# Our cat died



## My Green Pets (Mar 29, 2018)

Sasquatch was such a beautiful kitty. He loved to be brushed and petted. He was very communicative and like to be around people. He normally stayed indoors, but occasionally was let outside to run around.

Recently due to some unhappy changes at home he wasn't receiving the attention he deserved and went missing for a few days.

He was found lying on his side in the yard this afternoon, dead. Don't know how he got out, how long he had been out, or how he died. No injuries to speak of; he was just lying there, in the open, stiff and cold. He would have been 11 this year.

I am so sorry, little buddy. You didn't deserve to go like this. You will be missed so much. 

These photos were taken March 13th.


----------



## troy (Mar 29, 2018)

Ouch!!! Terrible loss!!! Very sorry!!


----------



## Lanmark (Mar 29, 2018)

I am so sorry to hear of your loss. Saying goodbye can be such a difficult thing to do.


----------



## My Green Pets (Mar 29, 2018)

Lanmark said:


> I am so sorry to hear of your loss. Saying goodbye can be such a difficult thing to do.
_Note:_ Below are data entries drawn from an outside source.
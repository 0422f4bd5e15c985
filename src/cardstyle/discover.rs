//! Enumerating every cardstyle the resolver can see.

use std::collections::HashSet;
use std::fs;
use std::path::{Path, PathBuf};

use serde::Serialize;

use super::builtin;
use super::resolve::{Origin, Resolver, read_origin};

/// Search tier a cardstyle was found in.
#[derive(Debug, Clone, Copy, PartialEq, Eq, Hash, Serialize)]
#[serde(rename_all = "lowercase")]
pub enum CardstyleSource {
    Workspace,
    User,
    Legacy,
    Embedded,
}

impl CardstyleSource {
    pub fn label(self) -> &'static str {
        match self {
            CardstyleSource::Workspace => "workspace",
            CardstyleSource::User => "user",
            CardstyleSource::Legacy => "legacy",
            CardstyleSource::Embedded => "embedded",
        }
    }
}

/// Summary of a discoverable cardstyle.
#[derive(Debug, Clone, PartialEq, Serialize)]
pub struct CardstyleInfo {
    pub tcg: String,
    pub name: String,
    pub display_name: String,
    pub description: String,
    pub version: String,
    #[serde(skip_serializing_if = "Option::is_none")]
    pub extends: Option<String>,
    pub source: CardstyleSource,
    /// File path for on-disk cardstyles.
    #[serde(skip_serializing_if = "Option::is_none")]
    pub path: Option<PathBuf>,
}

impl Resolver {
    /// Every `(tcg, name)` pair across the search tiers in priority order.
    /// When a pair exists in several tiers only the winning one is listed.
    pub fn list_cardstyles(&self) -> Vec<CardstyleInfo> {
        let paths = self.paths();
        let mut found = Vec::new();

        if let Some(root) = &paths.workspace {
            found.extend(scan_tree(root, CardstyleSource::Workspace));
        }
        if let Some(root) = &paths.user {
            found.extend(scan_tree(root, CardstyleSource::User));
            found.extend(scan_flat(root));
        }
        if let Some(root) = &paths.legacy {
            found.extend(scan_tree(root, CardstyleSource::Legacy));
        }
        if paths.embedded {
            found.extend(
                builtin::entries()
                    .into_iter()
                    .filter_map(|(tcg, name, path)| {
                        describe(Origin::Embedded(path), tcg, name, CardstyleSource::Embedded)
                    }),
            );
        }

        let mut seen = HashSet::new();
        found.retain(|info| seen.insert((info.tcg.clone(), info.name.clone())));
        found
    }
}

/// `<root>/<tcg>/<style>.yaml` files.
fn scan_tree(root: &Path, source: CardstyleSource) -> Vec<CardstyleInfo> {
    let mut out = Vec::new();
    for tcg_dir in sorted_entries(root).into_iter().filter(|p| p.is_dir()) {
        let Some(tcg) = file_name(&tcg_dir) else {
            continue;
        };
        for file in sorted_entries(&tcg_dir).into_iter().filter(|p| is_template_file(p)) {
            if let Some(style) = file_stem(&file)
                && let Some(info) = describe(Origin::File(file), tcg.clone(), style, source)
            {
                out.push(info);
            }
        }
    }
    out
}

/// Flat `<root>/<style>.yaml` files; the TCG comes from the document.
fn scan_flat(root: &Path) -> Vec<CardstyleInfo> {
    sorted_entries(root)
        .into_iter()
        .filter(|p| is_template_file(p))
        .filter_map(|file| {
            let style = file_stem(&file)?;
            let origin = Origin::File(file);
            let tcg = match read_origin(&origin) {
                Ok(t) if !t.tcg.is_empty() => t.tcg,
                Ok(_) => {
                    tracing::warn!(path = %origin, "flat cardstyle has no tcg, skipping");
                    return None;
                }
                Err(e) => {
                    tracing::warn!(path = %origin, error = %e, "unreadable cardstyle, skipping");
                    return None;
                }
            };
            describe(origin, tcg, style, CardstyleSource::User)
        })
        .collect()
}

fn describe(origin: Origin, tcg: String, name: String, source: CardstyleSource) -> Option<CardstyleInfo> {
    let template = match read_origin(&origin) {
        Ok(t) => t,
        Err(e) => {
            tracing::warn!(path = %origin, error = %e, "unreadable cardstyle, skipping");
            return None;
        }
    };
    let embedded = source == CardstyleSource::Embedded;

    let display_name = if template.name.is_empty() {
        format!("{} {}", tcg.to_uppercase(), capitalize(&name))
    } else {
        template.name
    };
    let description = match (template.description.is_empty(), embedded) {
        (false, _) => template.description,
        (true, true) => format!("Built-in {} {} cardstyle", tcg.to_uppercase(), name),
        (true, false) => String::new(),
    };
    let version = match (template.version.is_empty(), embedded) {
        (true, true) => "embedded".to_string(),
        _ => template.version,
    };
    let path = match origin {
        Origin::File(path) => Some(path),
        Origin::Embedded(_) => None,
    };

    Some(CardstyleInfo {
        tcg,
        name,
        display_name,
        description,
        version,
        extends: template.extends.filter(|e| !e.trim().is_empty()),
        source,
        path,
    })
}

fn sorted_entries(dir: &Path) -> Vec<PathBuf> {
    let Ok(entries) = fs::read_dir(dir) else {
        return Vec::new();
    };
    let mut paths: Vec<PathBuf> = entries.filter_map(|e| e.ok().map(|e| e.path())).collect();
    paths.sort();
    paths
}

fn is_template_file(path: &Path) -> bool {
    path.is_file()
        && path
            .extension()
            .and_then(|e| e.to_str())
            .is_some_and(|e| e == "yaml" || e == "yml")
}

fn file_name(path: &Path) -> Option<String> {
    path.file_name()?.to_str().map(str::to_string)
}

fn file_stem(path: &Path) -> Option<String> {
    path.file_stem()?.to_str().map(str::to_string)
}

fn capitalize(s: &str) -> String {
    let mut chars = s.chars();
    match chars.next() {
        Some(first) => first.to_uppercase().chain(chars).collect(),
        None => String::new(),
    }
}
Thank you. He shouldn't have had to die out alone in the cold rain. Thinking that he may have laid there suffering before he died is what really breaks my heart.


----------



## abax (Mar 29, 2018)

It breaks my heart as well. Our cats lived to be 17 years old and losing all
three within a year was devastating. Cats, in particular this one, are such
gorgeous creatures. I'm so sorry.


----------



## My Green Pets (Mar 29, 2018)

abax said:


> It breaks my heart as well. Our cats lived to be 17 years old and losing all
> three within a year was devastating. Cats, in particular this one, are such
> gorgeous creatures. I'm so sorry.


Thank you. I can't imagine what you went through. It would have been one thing if he had been sick or very old. I would have at least kind of expected it. But he went before his time. And I feel very much responsible. He didn't deserve this.


----------



## NYEric (Mar 30, 2018)

Sorry. Get another one to love.


----------



## naoki (Mar 30, 2018)

I'm very sorry. 

Does your neighbor use toxic mouse/rat poisoning?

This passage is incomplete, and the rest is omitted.